Tom Furse is sitting in a room where water is dripping through the ceiling. He’s in transition until he moves into a new place and the leaky-ceilinged room is his home for now. The image of The Horrors’ keys and synth player relaxing in those four damp walls is about as far away from the sound of his newly curated album, Tom Furse Digs, as a mental picture can get.

The album is a celebration of Furse’s love of exotica, jazz and surf music from the late ‘50s and ‘60s. The genre most thoroughly explored, exotica, first came about in 1957 from the Martin Denny album of the same name. Musicians like Denny, Les Baxter and Arthur Lyman were being played in living rooms across suburban America as families were taken sonically to places they could never afford to go. When Furse was curating the album, he did the same thing. By visualising himself in a different place and time, he’s crafted a cohesive set of songs that you should have to wear a really tacky hawaiian shirt and a shit straw hat to listen to.

“When I was pulling out songs for the album, I had this imaginary film in my head,” Furse explains. “I imagined I was looking down this road with a beach on the right and just some really wholesome kids playing. It’s a little like Endless Summer meets the The Trip and, when I think about it like that, the album’s meant to soundtrack that mental image.”

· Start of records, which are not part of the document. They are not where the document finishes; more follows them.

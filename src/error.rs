//! Error types for linkswipe operations
//!
//! This module defines the error type shared by the cache, the remote data
//! accessors, the session store and local persistence.

use thiserror::Error;

/// Main error type for linkswipe operations
#[derive(Error, Debug)]
pub enum LinkSwipeError {
    /// Backend rejected or failed a row operation
    #[error("Backend error: {0}")]
    Backend(String),

    /// HTTP transport error (wrapper)
    #[error("HTTP error: {0}")]
    Http(#[from] reqwest::Error),

    /// Authentication error - invalid credentials or expired session
    #[error("Authentication error: {0}")]
    Authentication(String),

    /// An operation that needs a signed-in user was called without one
    #[error("No active session")]
    NoSession,

    /// A cache producer failed
    #[error("Fetch error: {0}")]
    Fetch(String),

    /// Serialization/Deserialization error
    #[error("Serialization error: {0}")]
    Serialization(String),

    /// Local key-value storage error
    #[error("Storage error: {0}")]
    Storage(String),

    /// Configuration error
    #[error("Configuration error: {0}")]
    ConfigError(String),

    /// Caller supplied something unusable
    #[error("Invalid input: {0}")]
    InvalidInput(String),

    /// A component was used without the context it depends on
    #[error("Missing context: {0}")]
    MissingContext(&'static str),

    /// Generic error with context
    #[error("Error: {0}")]
    Other(String),
}

/// Result type alias for linkswipe operations
pub type Result<T> = std::result::Result<T, LinkSwipeError>;

impl From<String> for LinkSwipeError {
    fn from(s: String) -> Self {
        LinkSwipeError::Other(s)
    }
}

impl From<&str> for LinkSwipeError {
    fn from(s: &str) -> Self {
        LinkSwipeError::Other(s.to_string())
    }
}

impl From<serde_json::Error> for LinkSwipeError {
    fn from(e: serde_json::Error) -> Self {
        LinkSwipeError::Serialization(e.to_string())
    }
}

impl From<std::io::Error> for LinkSwipeError {
    fn from(e: std::io::Error) -> Self {
        LinkSwipeError::Storage(e.to_string())
    }
}

#[cfg(test)]
mod tests {
    use super::*;

    #[test]
    fn test_error_display() {
        let error = LinkSwipeError::Backend("row rejected".to_string());
        assert_eq!(error.to_string(), "Backend error: row rejected");

        assert_eq!(LinkSwipeError::NoSession.to_string(), "No active session");

        let missing = LinkSwipeError::MissingContext("session provider");
        assert!(missing.to_string().contains("session provider"));
    }

    #[test]
    fn test_error_conversion() {
        let error: LinkSwipeError = "test error".into();
        assert!(matches!(error, LinkSwipeError::Other(_)));

        let error: LinkSwipeError = "test error".to_string().into();
        assert!(matches!(error, LinkSwipeError::Other(_)));

        let json_err = serde_json::from_str::<u32>("nope").unwrap_err();
        let error: LinkSwipeError = json_err.into();
        assert!(matches!(error, LinkSwipeError::Serialization(_)));
    }
}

Beaches and wholesome kids aside, the album wouldn’t have come into being had the Southern Library of Recorded Music not reached out to Furse. They hoped that he’d be keen on flicking through their archives, searching for the best tracks to fit the mood. He was all too willing. The SLRM are a small label that provide soundtracks and backing music for any purpose, this is why the visualisation is so important to him. “I think it’s really core,” he says. “Even having a vague visual concept. It’s something that I’ve always done and it’s much easier to create a sound to pictures. You need to try and paint pictures of people.”

Pulling super fun records out of a small office in Fulham, west London, and listening to them one by one in the hopes of creating something wasn’t a quick job, though. The album took five years to put together. It wasn’t a constant effort from him, the project was something he was always happy to work on as well as his other commitments, too. “When I started researching for the album, there was nothing.” This might be because a lot of the tracks are about as obscure as it gets: it’s the kind of stuff that you couldn’t hope to find if you were actually looking for it. “I noticed some of the most significant records were missing,” Furse says, the crate digger in him showing its face. “There are just certain ones you can’t find. I picked up a lot of the ones I have now for next to nothing in the States but getting the rights took time. Some of the people on the album are dead.”

Now the album is finished, it’ll be released late August both online and on 12” vinyl. If this takes off, expect Tom Furse to keep making music as sunny as this long after the credits roll.

Tom Furse Digs by Tom Furse and Universal Publishing Production Music is out now on Lo Recordings.